Pour que l’acheteur puisse faire jouer la garantie des vices cachés, quatre conditions doivent être réunies :
 

  • le vice affectant le bien doit être grave ou rédhibitoire, c’est-à-dire que l’acheteur n’aurait pas acheté le bien s’il en avait eu connaissance, ou il l’aurait acheté à un prix moins élevé ;

  • le vice devait être caché au moment de l’achat. Le vendeur n’est pas tenu des vices apparents, c’est-à-dire des défauts qu’une personne de vigilance moyenne aurait découverts en procédant à un simple examen avant l’achat ;

  • le vice doit être antérieur à la vente. La garantie n’est pas due si le défaut provient d’un manque de précaution ou d’entretien de la part de l’acheteur ;
     

l’action en garantie contre le vendeur doit être intentée dans un délai de 2 ans à compter de la découverte du défaut.

 

Le dédommagement de l’acheteur

 

En présence d’un vice caché, l’acheteur a deux possibilités :
 

  • il peut demander à se faire rembourser l’intégralité du prix du bien : c’est l’action rédhibitoire.
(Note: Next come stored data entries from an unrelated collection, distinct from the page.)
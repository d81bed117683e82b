//! PostgreSQL error classification
//!
//! Translates driver and pool failures into [`StoreError`]. This is the
//! only place in the crate that looks at SQLSTATE codes.

use crate::domain::StoreError;
use deadpool_postgres::PoolError;

/// SQLSTATE codes treated as transient
const TRANSIENT_CODES: [&str; 8] = [
    "40001", // serialization_failure
    "40P01", // deadlock_detected
    "53300", // too_many_connections
    "53400", // configuration_limit_exceeded
    "57P01", // admin_shutdown
    "57P03", // cannot_connect_now
    "57014", // query_canceled (statement timeout)
    "08006", // connection_failure
];

/// Maps a SQLSTATE code and message to a [`StoreError`]
pub fn classify_sqlstate(code: &str, message: String) -> StoreError {
    match code {
        "23505" => StoreError::UniqueViolation(message),
        "23503" | "P0002" => StoreError::NotFound(message),
        "23502" | "23514" => StoreError::InvalidInput(message),
        c if c.starts_with("22") => StoreError::InvalidInput(message),
        c if c.starts_with("08") || TRANSIENT_CODES.contains(&c) => StoreError::Transient(message),
        _ => StoreError::Other(message),
    }
}

/// Classifies a `tokio_postgres` error
pub fn classify_db_error(err: &tokio_postgres::Error) -> StoreError {
    let message = match err.as_db_error() {
        Some(db) => db.message().to_string(),
        None => err.to_string(),
    };

    if let Some(state) = err.code() {
        return classify_sqlstate(state.code(), message);
    }

    if err.is_closed() {
        return StoreError::Transient(message);
    }

    StoreError::Other(message)
}

/// Classifies a connection pool error
pub fn classify_pool_error(err: &PoolError) -> StoreError {
    match err {
        PoolError::Timeout(kind) => {
            StoreError::Transient(format!("connection pool timeout ({kind:?})"))
        }
        PoolError::Backend(e) => match classify_db_error(e) {
            StoreError::Other(message) => StoreError::Transient(message),
            classified => classified,
        },
        PoolError::Closed => StoreError::Other("connection pool is closed".to_string()),
        other => StoreError::Other(other.to_string()),
    }
}
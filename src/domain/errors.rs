//! Domain error types
//!
//! This module defines the error hierarchy for the seeder. Persistence
//! failures are carried as [`StoreError`], whose variants are independent of
//! the database driver so that retry decisions never depend on driver types.

use thiserror::Error;

/// Main seeder error type
///
/// This is the primary error type used throughout the application.
/// Errors of this type abort whatever operation produced them; record-level
/// problems are reported as outcomes instead.
#[derive(Debug, Error)]
pub enum SeedError {
    /// Configuration-related errors
    #[error("Configuration error: {0}")]
    Configuration(String),

    /// Database setup and connectivity errors
    #[error("Database error: {0}")]
    Database(String),

    /// Classified persistence failures
    #[error("Store error: {0}")]
    Store(#[from] StoreError),

    /// Source file reading or parsing errors
    #[error("Source error: {0}")]
    Source(String),

    /// Validation errors
    #[error("Validation error: {0}")]
    Validation(String),

    /// Checkpoint state errors
    #[error("State management error: {0}")]
    State(String),

    /// Serialization/deserialization errors
    #[error("Serialization error: {0}")]
    Serialization(String),

    /// I/O errors
    #[error("I/O error: {0}")]
    Io(String),

    /// Generic errors with context
    #[error("{0}")]
    Other(String),
}

/// Persistence failures as reported by a [`SeedStore`](crate::adapters::database::SeedStore)
///
/// Each store implementation translates its own driver errors into these
/// variants. Nothing outside the store adapters inspects driver error codes.
#[derive(Debug, Clone, Error, PartialEq, Eq)]
pub enum StoreError {
    /// A uniqueness constraint rejected the write
    #[error("Unique constraint violation: {0}")]
    UniqueViolation(String),

    /// A referenced row does not exist
    #[error("Not found: {0}")]
    NotFound(String),

    /// The payload was rejected by the store (type, null or check constraint)
    #[error("Invalid input: {0}")]
    InvalidInput(String),

    /// Transaction conflict, connection exhaustion or rate limiting
    #[error("Transient failure: {0}")]
    Transient(String),

    /// Anything the store could not classify
    #[error("{0}")]
    Other(String),
}

/// Closed classification of persistence failures used by the retry policy
#[derive(Debug, Clone, Copy, PartialEq, Eq, Hash)]
pub enum ErrorClass {
    /// Retrying may succeed
    Transient,
    /// The row already exists; the next upsert reconciles it
    Conflict,
    /// A referenced row is missing
    NotFound,
    /// The payload itself is unacceptable
    Validation,
    /// Unclassified
    Other,
}

impl ErrorClass {
    /// Whether a failure of this class is worth another attempt
    pub fn is_retryable(self) -> bool {
        matches!(self, ErrorClass::Transient)
    }
}

impl StoreError {
    /// Classify this failure
    pub fn class(&self) -> ErrorClass {
        match self {
            StoreError::UniqueViolation(_) => ErrorClass::Conflict,
            StoreError::NotFound(_) => ErrorClass::NotFound,
            StoreError::InvalidInput(_) => ErrorClass::Validation,
            StoreError::Transient(_) => ErrorClass::Transient,
            StoreError::Other(_) => ErrorClass::Other,
        }
    }
}

// Conversion from std::io::Error
impl From<std::io::Error> for SeedError {
    fn from(err: std::io::Error) -> Self {
        SeedError::Io(err.to_string())
    }
}

// Conversion from serde_json::Error
impl From<serde_json::Error> for SeedError {
    fn from(err: serde_json::Error) -> Self {
        SeedError::Serialization(err.to_string())
    }
}

// Conversion from toml parse errors
impl From<toml::de::Error> for SeedError {
    fn from(err: toml::de::Error) -> Self {
        SeedError::Configuration(format!("TOML parse error: {err}"))
    }
}

impl From<csv::Error> for SeedError {
    fn from(err: csv::Error) -> Self {
        SeedError::Source(format!("Spreadsheet parse error: {err}"))
    }
}
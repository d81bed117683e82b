//! Store factory
//!
//! Selects the store and checkpoint backends from configuration.

use crate::adapters::checkpoint::FileCheckpointStore;
use crate::adapters::database::traits::{CheckpointStore, SeedStore};
use crate::adapters::memory::{MemoryCheckpointStore, MemoryStore};
use crate::adapters::postgresql::adapter::PostgreSQLStore;
use crate::adapters::postgresql::client::PostgreSQLClient;
use crate::config::schema::{DatabaseTarget, SeederConfig};
use crate::domain::{Result, SeedError};
use std::sync::Arc;

/// Store and checkpoint backends for one run
pub struct Backends {
    pub store: Arc<dyn SeedStore + Send + Sync>,
    /// `None` when checkpointing is disabled
    pub checkpoints: Option<Arc<dyn CheckpointStore + Send + Sync>>,
    /// Concurrency ceiling imposed by the store's connection pool
    pub connection_ceiling: Option<usize>,
}

/// Create the store selected by `database_target`
///
/// With `dry_run` set, an empty in-memory store is returned whatever the
/// target, so nothing is written.
///
/// # Errors
///
/// Returns an error if the PostgreSQL section is missing or the client
/// cannot be created.
pub fn create_store(
    config: &SeederConfig,
    dry_run: bool,
) -> Result<Arc<dyn SeedStore + Send + Sync>> {
    if dry_run {
        tracing::info!("DRY RUN: using an empty in-memory store");
        return Ok(Arc::new(MemoryStore::new()));
    }

    match config.database_target {
        DatabaseTarget::PostgreSQL => {
            let pg_config = config.postgresql.as_ref().ok_or_else(|| {
                SeedError::Configuration(
                    "postgresql configuration is required when database_target = 'postgresql'"
                        .to_string(),
                )
            })?;

            tracing::info!("Creating PostgreSQL store");
            let client = PostgreSQLClient::new(pg_config.clone())?;
            tracing::debug!(target_db = %client.connection_string_safe(), "PostgreSQL pool ready");
            Ok(Arc::new(PostgreSQLStore::new(client)))
        }
        DatabaseTarget::Memory => {
            tracing::info!("Creating in-memory store");
            Ok(Arc::new(MemoryStore::new()))
        }
    }
}

/// Create the checkpoint store, if checkpointing is enabled
///
/// Only a PostgreSQL run outside dry-run mode writes the checkpoint file;
/// every other combination keeps checkpoints in memory.
pub fn create_checkpoint_store(
    config: &SeederConfig,
    dry_run: bool,
) -> Option<Arc<dyn CheckpointStore + Send + Sync>> {
    if !config.state.enable_checkpointing {
        return None;
    }

    if !dry_run && config.database_target == DatabaseTarget::PostgreSQL {
        tracing::info!(path = %config.state.checkpoint_path, "Using checkpoint file");
        Some(Arc::new(FileCheckpointStore::new(&config.state.checkpoint_path)))
    } else {
        Some(Arc::new(MemoryCheckpointStore::new()))
    }
}

/// Create both backends for a run
///
/// # Errors
///
/// Returns an error if the store cannot be created.
pub fn create_backends(config: &SeederConfig, dry_run: bool) -> Result<Backends> {
    let store = create_store(config, dry_run)?;
    let checkpoints = create_checkpoint_store(config, dry_run);
    let connection_ceiling = if dry_run {
        None
    } else {
        config.connection_ceiling()
    };

    Ok(Backends {
        store,
        checkpoints,
        connection_ceiling,
    })
}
Dans la pratique, il est toutefois courant que le vendeur propose d’échanger le bien défectueux contre un bien identique ou de caractéristiques équivalentes. L’acheteur n’est alors pas tenu d’accepter l’échange ;

  • il peut également décider de garder le bien et de se faire indemniser d’une partie du prix, en proportion de la perte de valeur occasionnée par le vice caché : c’est l’action estimatoire.
     

Quelle que soit l’action choisie, le vendeur est tenu de rembourser les frais occasionnés par la conclusion du contrat de vente : frais d’acte, honoraires de notaire, frais de déplacement, transport de la marchandise, etc. De plus, si le vendeur avait connaissance de l’existence des défauts au moment de la vente (vendeur dit « de mauvaise foi »), il devra indemniser l’acheteur pour les dommages occasionnés par le bien défectueux : préjudice commercial, coût des réparations, etc.